▶ [Work instruction]: Only the lines containing the string "style" are needed; copy all of them from the listing.

▶ [Data shown]:
- - - - - - -

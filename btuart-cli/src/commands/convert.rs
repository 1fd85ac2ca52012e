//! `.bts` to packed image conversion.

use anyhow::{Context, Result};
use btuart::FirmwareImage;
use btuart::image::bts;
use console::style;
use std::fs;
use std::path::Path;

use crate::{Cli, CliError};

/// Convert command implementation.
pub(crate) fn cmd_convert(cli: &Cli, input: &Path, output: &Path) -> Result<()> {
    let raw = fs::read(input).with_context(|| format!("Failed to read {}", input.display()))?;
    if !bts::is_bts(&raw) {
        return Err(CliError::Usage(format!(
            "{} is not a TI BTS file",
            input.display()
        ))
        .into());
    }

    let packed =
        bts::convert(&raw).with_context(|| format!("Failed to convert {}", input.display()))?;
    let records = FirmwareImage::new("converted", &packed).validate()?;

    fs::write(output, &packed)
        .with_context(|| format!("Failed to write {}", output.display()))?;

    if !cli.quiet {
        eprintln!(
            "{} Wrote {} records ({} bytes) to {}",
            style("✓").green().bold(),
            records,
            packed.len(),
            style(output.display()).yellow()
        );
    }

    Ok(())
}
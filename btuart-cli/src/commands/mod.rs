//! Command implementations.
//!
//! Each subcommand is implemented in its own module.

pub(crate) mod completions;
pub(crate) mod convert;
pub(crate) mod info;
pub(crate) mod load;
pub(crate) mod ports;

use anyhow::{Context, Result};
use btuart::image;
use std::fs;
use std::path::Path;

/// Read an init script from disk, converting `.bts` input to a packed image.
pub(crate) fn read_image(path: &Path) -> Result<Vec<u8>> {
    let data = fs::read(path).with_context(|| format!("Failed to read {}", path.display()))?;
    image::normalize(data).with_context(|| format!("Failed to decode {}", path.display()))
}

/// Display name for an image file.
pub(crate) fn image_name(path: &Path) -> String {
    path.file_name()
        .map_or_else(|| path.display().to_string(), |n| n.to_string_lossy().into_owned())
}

- - - - - - -

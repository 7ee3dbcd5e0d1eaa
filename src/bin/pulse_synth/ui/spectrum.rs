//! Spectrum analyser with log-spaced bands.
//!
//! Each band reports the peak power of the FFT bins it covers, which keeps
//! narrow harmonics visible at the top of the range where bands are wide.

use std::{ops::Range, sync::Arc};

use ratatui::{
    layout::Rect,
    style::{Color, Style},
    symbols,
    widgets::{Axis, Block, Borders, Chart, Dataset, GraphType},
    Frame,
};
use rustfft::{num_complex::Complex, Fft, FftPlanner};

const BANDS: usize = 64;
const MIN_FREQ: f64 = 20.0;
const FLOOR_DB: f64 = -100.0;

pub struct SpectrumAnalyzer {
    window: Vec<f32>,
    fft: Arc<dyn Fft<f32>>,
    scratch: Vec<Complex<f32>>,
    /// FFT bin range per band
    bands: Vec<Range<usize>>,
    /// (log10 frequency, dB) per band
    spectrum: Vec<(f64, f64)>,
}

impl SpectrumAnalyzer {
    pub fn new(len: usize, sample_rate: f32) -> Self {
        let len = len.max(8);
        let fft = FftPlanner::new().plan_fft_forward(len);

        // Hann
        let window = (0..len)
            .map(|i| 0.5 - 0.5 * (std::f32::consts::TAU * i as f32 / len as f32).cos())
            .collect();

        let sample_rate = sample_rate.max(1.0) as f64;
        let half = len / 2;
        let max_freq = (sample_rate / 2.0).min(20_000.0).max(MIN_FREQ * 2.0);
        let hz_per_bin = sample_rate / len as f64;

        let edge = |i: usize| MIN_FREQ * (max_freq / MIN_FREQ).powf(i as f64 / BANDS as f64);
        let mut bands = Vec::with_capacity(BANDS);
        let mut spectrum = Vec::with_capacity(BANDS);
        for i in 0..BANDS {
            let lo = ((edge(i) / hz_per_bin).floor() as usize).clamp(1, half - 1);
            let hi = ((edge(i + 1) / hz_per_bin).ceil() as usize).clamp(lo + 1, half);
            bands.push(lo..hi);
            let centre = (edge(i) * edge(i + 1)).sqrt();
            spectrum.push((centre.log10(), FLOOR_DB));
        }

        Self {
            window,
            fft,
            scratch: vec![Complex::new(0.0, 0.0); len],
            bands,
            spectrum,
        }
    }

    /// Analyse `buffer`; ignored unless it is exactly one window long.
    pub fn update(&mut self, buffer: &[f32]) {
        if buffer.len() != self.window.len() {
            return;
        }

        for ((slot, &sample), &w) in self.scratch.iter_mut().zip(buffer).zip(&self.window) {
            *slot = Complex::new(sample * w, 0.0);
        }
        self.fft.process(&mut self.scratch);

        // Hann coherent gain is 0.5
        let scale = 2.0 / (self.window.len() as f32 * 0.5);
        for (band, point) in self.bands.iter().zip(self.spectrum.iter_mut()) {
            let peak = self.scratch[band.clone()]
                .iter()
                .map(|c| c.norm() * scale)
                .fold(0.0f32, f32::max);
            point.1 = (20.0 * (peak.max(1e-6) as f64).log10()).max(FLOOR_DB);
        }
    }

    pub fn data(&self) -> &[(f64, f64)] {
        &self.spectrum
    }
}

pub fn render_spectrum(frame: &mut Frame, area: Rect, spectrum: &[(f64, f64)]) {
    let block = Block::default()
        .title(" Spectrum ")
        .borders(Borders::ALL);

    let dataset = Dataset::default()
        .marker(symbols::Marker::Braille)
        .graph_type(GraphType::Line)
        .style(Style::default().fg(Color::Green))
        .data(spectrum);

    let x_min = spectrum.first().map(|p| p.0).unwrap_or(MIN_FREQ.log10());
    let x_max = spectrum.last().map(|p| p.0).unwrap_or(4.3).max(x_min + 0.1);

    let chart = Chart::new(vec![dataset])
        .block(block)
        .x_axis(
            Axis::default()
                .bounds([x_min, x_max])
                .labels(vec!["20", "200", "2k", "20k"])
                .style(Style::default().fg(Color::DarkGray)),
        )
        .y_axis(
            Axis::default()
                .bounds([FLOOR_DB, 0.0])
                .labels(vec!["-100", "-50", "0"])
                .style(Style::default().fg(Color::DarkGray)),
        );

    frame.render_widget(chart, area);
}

- - - - - - -

▶ [Answer below]:
use console::style;
            style("✓").green().bold(),
            style(output.display()).yellow()
    style::{Color, Style},
        .style(Style::default().fg(Color::Green))
                .style(Style::default().fg(Color::DarkGray)),
                .style(Style::default().fg(Color::DarkGray)),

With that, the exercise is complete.